Thursday, September 27, 2007

Win Ben Stein's credibility

Ben Stein is a deeply disingenuous man, which is a polite way to say that for anyone to trust his credibility on any political or economic subject is to simply ignore his past habit of slaying strawmen and twisting facts to suit his thesis.

The growing furor over the movie, visible in blogs, on Web sites and in conversations among scientists, is the latest episode in the long-running conflict between science and advocates of intelligent design, who assert that the theory of evolution has obvious scientific flaws and that students should learn that intelligent design, a creationist idea, is an alternative approach.

There is no credible scientific challenge to the theory of evolution as an explanation for the complexity and diversity of life on earth. And while individual scientists may embrace religious faith, the scientific enterprise looks to nature to answer questions about nature. As scientists at Iowa State University put it last year, supernatural explanations are “not within the scope or abilities of science.”
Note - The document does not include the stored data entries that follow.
//! Section-aware word-window chunker.
//!
//! Splits each section of a [`ParsedDocument`] (or the whole text when no
//! sections were found) into overlapping windows of whitespace-delimited
//! words. Chunk indices run continuously across the sections of one document.
//!
//! Character offsets are approximate: they are measured against the words
//! re-joined with single spaces, not against the original whitespace.

use serde::Serialize;

use super::ParsedDocument;

pub const DEFAULT_CHUNK_SIZE: usize = 1000;
pub const DEFAULT_CHUNK_OVERLAP: usize = 100;
pub const DEFAULT_MIN_CHUNK_SIZE: usize = 200;

#[derive(Debug, Clone, PartialEq, Eq, Serialize)]
pub struct DocumentChunk {
    /// Owning document (its content hash).
    pub document_id: String,
    pub chunk_index: usize,
    pub content: String,
    pub section: Option<String>,
    pub start_char: usize,
    pub end_char: usize,
    pub word_count: usize,
}

#[derive(Debug, Clone, Copy, PartialEq, Eq)]
pub struct SemanticChunker {
    /// Target words per chunk.
    pub chunk_size: usize,
    /// Words shared between consecutive chunks. Must be smaller than `chunk_size`.
    pub chunk_overlap: usize,
    /// A trailing remainder shorter than this is merged into the previous chunk.
    pub min_chunk_size: usize,
}

impl Default for SemanticChunker {
    fn default() -> Self {
        Self::new(
            DEFAULT_CHUNK_SIZE,
            DEFAULT_CHUNK_OVERLAP,
            DEFAULT_MIN_CHUNK_SIZE,
        )
    }
}

impl SemanticChunker {
    #[must_use]
    pub fn new(chunk_size: usize, chunk_overlap: usize, min_chunk_size: usize) -> Self {
        Self {
            chunk_size,
            chunk_overlap,
            min_chunk_size,
        }
    }

    /// Chunk every section of `doc` in order, or the full text when it has no sections.
    pub fn chunk_document(&self, doc: &ParsedDocument) -> Vec<DocumentChunk> {
        if doc.sections.is_empty() {
            return self.chunk_text(&doc.content, &doc.content_hash, None, 0);
        }

        let mut chunks = Vec::new();
        for section in &doc.sections {
            let next_index = chunks.len();
            chunks.extend(self.chunk_text(
                &section.text,
                &doc.content_hash,
                Some(&section.name),
                next_index,
            ));
        }
        chunks
    }

    /// Split one text unit into overlapping word windows.
    ///
    /// Indices start at `first_index`; empty or whitespace-only text yields no chunks.
    pub fn chunk_text(
        &self,
        text: &str,
        document_id: &str,
        section: Option<&str>,
        first_index: usize,
    ) -> Vec<DocumentChunk> {
        debug_assert!(
            self.chunk_overlap < self.chunk_size,
            "chunk_overlap must be smaller than chunk_size"
        );

        let words: Vec<&str> = text.split_whitespace().collect();
        let total = words.len();
        if total == 0 {
            return Vec::new();
        }

        // joined_len[k] == chars in words[..k] joined by single spaces
        let mut joined_len = Vec::with_capacity(total + 1);
        joined_len.push(0);
        let mut acc = 0;
        for (i, word) in words.iter().enumerate() {
            acc += word.chars().count() + usize::from(i > 0);
            joined_len.push(acc);
        }

        let mut chunks = Vec::new();
        let mut start = 0;

        loop {
            let mut end = (start + self.chunk_size).min(total);
            if total - end < self.min_chunk_size {
                end = total;
            }

            let content = words[start..end].join(" ");
            let start_char = joined_len[start];
            let end_char = start_char + content.chars().count();

            chunks.push(DocumentChunk {
                document_id: document_id.to_string(),
                chunk_index: first_index + chunks.len(),
                content,
                section: section.map(str::to_string),
                start_char,
                end_char,
                word_count: end - start,
            });

            if end >= total {
                break;
            }
            start = end - self.chunk_overlap;
        }

        chunks
    }
}

#[cfg(test)]
mod tests {
    use super::*;
    use crate::parser::sections::Section;
    use chrono::Utc;

    fn numbered_words(n: usize) -> String {
        (0..n).map(|i| format!("w{i}")).collect::<Vec<_>>().join(" ")
    }

    fn sizes(chunks: &[DocumentChunk]) -> Vec<usize> {
        chunks.iter().map(|c| c.word_count).collect()
    }

    fn doc_with_sections(sections: Vec<Section>, content: &str) -> ParsedDocument {
        ParsedDocument {
            ticker: "CAT".to_string(),
            filing_type: "10-K".to_string(),
            filing_date: Utc::now(),
            content: content.to_string(),
            sections,
            source_path: "mem".to_string(),
            content_hash: "hash".to_string(),
            word_count: content.split_whitespace().count(),
        }
    }

    #[test]
    fn test_empty_text() {
        let chunker = SemanticChunker::default();
        assert!(chunker.chunk_text("", "d", None, 0).is_empty());
        assert!(chunker.chunk_text(" \n\t ", "d", None, 0).is_empty());
    }

    #[test]
    fn test_short_text_single_chunk() {
        let chunks = SemanticChunker::default().chunk_text("Hello,   world!\n", "d", None, 0);
        assert_eq!(chunks.len(), 1);
        assert_eq!(chunks[0].content, "Hello, world!");
        assert_eq!(chunks[0].start_char, 0);
        assert_eq!(chunks[0].end_char, 13);
        assert_eq!(chunks[0].word_count, 2);
    }

    #[test]
    fn test_without_overlap_tail_kept() {
        // 2,500 words: the final 500 words clear the minimum, so no merge.
        let chunker = SemanticChunker::new(1000, 0, 200);
        let chunks = chunker.chunk_text(&numbered_words(2500), "d", Some("item_1"), 0);
        assert_eq!(sizes(&chunks), vec![1000, 1000, 500]);
        let indices: Vec<usize> = chunks.iter().map(|c| c.chunk_index).collect();
        assert_eq!(indices, vec![0, 1, 2]);
    }

    #[test]
    fn test_without_overlap_tiny_tail_merged() {
        // 2,150 words: the 150-word tail is under the minimum and is absorbed.
        let chunker = SemanticChunker::new(1000, 0, 200);
        let chunks = chunker.chunk_text(&numbered_words(2150), "d", None, 0);
        assert_eq!(sizes(&chunks), vec![1000, 1150]);
        assert_eq!(chunks[1].chunk_index, 1);
    }

    #[test]
    fn test_default_overlap_windows() {
        let chunker = SemanticChunker::default();

        let chunks = chunker.chunk_text(&numbered_words(2500), "d", None, 0);
        assert_eq!(sizes(&chunks), vec![1000, 1000, 700]);
        assert!(chunks[1].content.starts_with("w900 "));
        assert!(chunks[2].content.starts_with("w1800 "));

        // Remaining 250 after the second window clears the minimum; 350-word tail follows.
        let chunks = chunker.chunk_text(&numbered_words(2150), "d", None, 0);
        assert_eq!(sizes(&chunks), vec![1000, 1000, 350]);

        // Remaining 150 after the first window is merged.
        let chunks = chunker.chunk_text(&numbered_words(1150), "d", None, 0);
        assert_eq!(sizes(&chunks), vec![1150]);
    }

    #[test]
    fn test_approximate_offsets() {
        let chunker = SemanticChunker::new(3, 1, 1);
        let chunks = chunker.chunk_text("aa  bbb\nc dddd e", "d", None, 0);
        assert_eq!(sizes(&chunks), vec![3, 3]);
        assert_eq!(chunks[0].content, "aa bbb c");
        assert_eq!((chunks[0].start_char, chunks[0].end_char), (0, 8));
        // "aa bbb" re-joined is 6 chars long
        assert_eq!(chunks[1].content, "c dddd e");
        assert_eq!((chunks[1].start_char, chunks[1].end_char), (6, 14));
    }

    #[test]
    fn test_windows_cover_every_word() {
        let chunker = SemanticChunker::new(50, 10, 20);
        let text = numbered_words(437);
        let chunks = chunker.chunk_text(&text, "d", None, 0);

        let mut rebuilt: Vec<&str> = Vec::new();
        for (i, chunk) in chunks.iter().enumerate() {
            let words: Vec<&str> = chunk.content.split_whitespace().collect();
            assert_eq!(chunk.word_count, words.len());
            assert!(chunk.end_char > chunk.start_char);
            let skip = if i == 0 { 0 } else { chunker.chunk_overlap };
            rebuilt.extend(&words[skip..]);
        }
        let original: Vec<&str> = text.split_whitespace().collect();
        assert_eq!(rebuilt, original);

        for pair in chunks.windows(2) {
            assert!(pair[1].start_char > pair[0].start_char);
            assert_eq!(pair[1].chunk_index, pair[0].chunk_index + 1);
        }
        for chunk in &chunks[..chunks.len() - 1] {
            assert!(chunk.word_count >= chunker.min_chunk_size);
            assert!(chunk.word_count <= chunker.chunk_size);
        }
    }

    #[test]
    fn test_indices_continue_across_sections() {
        let doc = doc_with_sections(
            vec![
                Section {
                    name: "item_1".to_string(),
                    text: numbered_words(2500),
                },
                Section {
                    name: "item_7".to_string(),
                    text: numbered_words(300),
                },
            ],
            "unused",
        );
        let chunks = SemanticChunker::default().chunk_document(&doc);
        let indices: Vec<usize> = chunks.iter().map(|c| c.chunk_index).collect();
        assert_eq!(indices, vec![0, 1, 2, 3]);
        assert_eq!(chunks[2].section.as_deref(), Some("item_1"));
        assert_eq!(chunks[3].section.as_deref(), Some("item_7"));
        assert_eq!(chunks[3].start_char, 0);
        assert!(chunks.iter().all(|c| c.document_id == "hash"));
    }

    #[test]
    fn test_falls_back_to_full_text() {
        let doc = doc_with_sections(Vec::new(), &numbered_words(10));
        let chunks = SemanticChunker::default().chunk_document(&doc);
        assert_eq!(chunks.len(), 1);
        assert!(chunks[0].section.is_none());
        assert_eq!(chunks[0].word_count, 10);
    }

    #[test]
    fn test_deterministic() {
        let chunker = SemanticChunker::new(40, 5, 10);
        let text = numbered_words(333);
        assert_eq!(
            chunker.chunk_text(&text, "d", None, 0),
            chunker.chunk_text(&text, "d", None, 0)
        );
    }
}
Mr. Stein, a freelance columnist who writes Everybody’s Business for The New York Times, conducts the film’s on-camera interviews. The interviews were lined up for him by others, and he denied misleading anyone. “I don’t remember a single person asking me what the movie was about,” he said in a telephone interview.


Um, that's because they'd already been told the premise of the film -- supposedly, the intersection between science and religion -- which turned out to be a false front for creationism.